Key features of the ARINC 404 connector include:
Rectangular Shape: The ARINC 404 connector is rectangular in shape, which helps distinguish it from other types of connectors.
Standardized Dimensions: The connector follows specific dimensions and configurations outlined in the ARINC 404 standard. This standardization ensures compatibility and interchangeability of avionics equipment across different aircraft and manufacturers.
Metal Shell: The connector typically has a metal shell for durability and to provide shielding against electromagnetic interference.
Modular Design: Like many connectors used in avionics, the ARINC 404 connector is designed to be modular, allowing for easy installation, removal, and replacement of avionics LRUs (Line Replaceable Units).

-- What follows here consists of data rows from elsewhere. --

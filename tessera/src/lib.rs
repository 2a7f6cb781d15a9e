//! Client-side authentication sessions with transparent token refresh
//!
//! An [`AuthSession`] signs a user in against an HTTP API, turns the token
//! the server hands back into a set of request headers, and keeps those
//! headers in a [`CredentialStore`] so that they survive restarts. Every
//! request sent through the session is decorated with those headers when it
//! targets the configured API.
//!
//! When the server answers `401 Unauthorized` with a body of
//! `["token_expired", …]`, the session exchanges its credentials at the
//! refresh endpoint and replays the original request once. Any other
//! unauthorized answer invalidates the session.
//!
//! Sign-in and validation never run concurrently: a caller who starts one
//! while another is pending is handed the pending [`Operation`]. Progress is
//! published as [`AuthEvent`]s to any number of subscribers.
//!
//! The session does not speak HTTP on its own. Provide a [`Transport`] that
//! exchanges [`ApiRequest`]s for [`ApiResponse`]s; the `tessera_reqwest`
//! crate provides one built on `reqwest`.
//!
//! ```
//! use async_trait::async_trait;
//! use http::StatusCode;
//! use serde_json::json;
//! use tessera::{ApiRequest, ApiResponse, AuthConfig, AuthSession, BoxError, Transport};
//!
//! struct Issuer;
//!
//! #[async_trait]
//! impl Transport for Issuer {
//!     async fn send(&self, _: ApiRequest) -> Result<ApiResponse, BoxError> {
//!         Ok(ApiResponse::new(StatusCode::OK, json!({ "token": "abc123" })))
//!     }
//! }
//!
//! # #[tokio::main(flavor = "current_thread")] async fn main() {
//! let session = AuthSession::builder(AuthConfig::default()).build(Issuer);
//!
//! session
//!     .sign_in(&json!({ "email": "user@example.com", "password": "hunter2" }))
//!     .await
//!     .unwrap();
//!
//! assert!(session.is_authenticated());
//! assert_eq!(
//!     session.auth_headers().unwrap()["Authorization"],
//!     "Bearer abc123"
//! );
//! # }
//! ```
//!
//! # Features
//!
//! * `file` (default): Provides [`FileStorage`], a durable storage tier
//!   using the local filesystem.

#![cfg_attr(docsrs, feature(doc_cfg))]
#![warn(
    missing_docs,
    unused_import_braces,
    unused_imports,
    unused_qualifications
)]
#![deny(
    missing_debug_implementations,
    trivial_numeric_casts,
    unsafe_code,
    unused_must_use
)]

mod braids;
pub mod config;
pub mod error;
pub mod events;
pub mod headers;
mod interceptor;
mod operation;
mod session;
pub mod store;
pub mod transport;

#[cfg(test)]
mod testing;

pub use braids::*;
pub use config::AuthConfig;
pub use error::{Rejection, RejectionReason, RequestError};
pub use events::{AuthEvent, AuthStage};
pub use headers::{AuthHeaders, HeaderFormatter};
pub use interceptor::Recovery;
pub use operation::{Operation, OperationResult};
pub use session::{AuthSession, AuthSessionBuilder};
#[cfg(feature = "file")]
pub use store::FileStorage;
pub use store::{CredentialStore, MemoryStorage, Storage};
pub use transport::{ApiRequest, ApiResponse, BoxError, Transport};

Used in Rack-Mounted Equipment: ARINC 404 connectors are often associated with rack-mounted avionics equipment. These connectors are used to connect avionics LRUs to the aircraft's systems.
The ARINC 404 standard has been widely adopted in the aviation industry to ensure consistency and compatibility between different avionics components. It plays a crucial role in the design and integration of avionics systems in various types of aircraft.
The LRU mounting has usually a fixed plug that is connected to the receptacle of the LRU. By inserting the LRU, the electrical connections are established. There are two alignment holes on the rear panel preventing damage to the pins. The ARINC 600 is the successor to the ARINC 404 connector for many of the new avionics designs. Compared to the ARINC 404, the ARINC 600 features lower mating force contacts, increased contact count, a front release and a floating keying system.
Between the connectors are three hexagonal holes. Each hexagonal hole has a locking insert. In this case the inserts are placed at it's default (bottom) position. Each pin can be rotated to achieve six possible position. The result is that 6 x 6 x 6 = 216 possible insert configurations are possible. The idea is that if there are multiple LRU's of the same size and same connectors, the LRU's can't be placed in the wrong mounting frame. If there are physical identical LRU's but are internally different and may not be interchanged, each LRU has it's own insert arrangement. By rotating an insert, the LRU won't fit into the 'wrong' mounting frame. If there are multiple LRU's of the same function, the insert arrangement may be the same since the LRU's are in that case interchangeable.
There are (judged by the eye) three identical boards installed which are connected to backplane. The boards are coated to prevent damage from environmental conditions like high humidity. Based on the production dates on the microchips the device is built in the year 1994.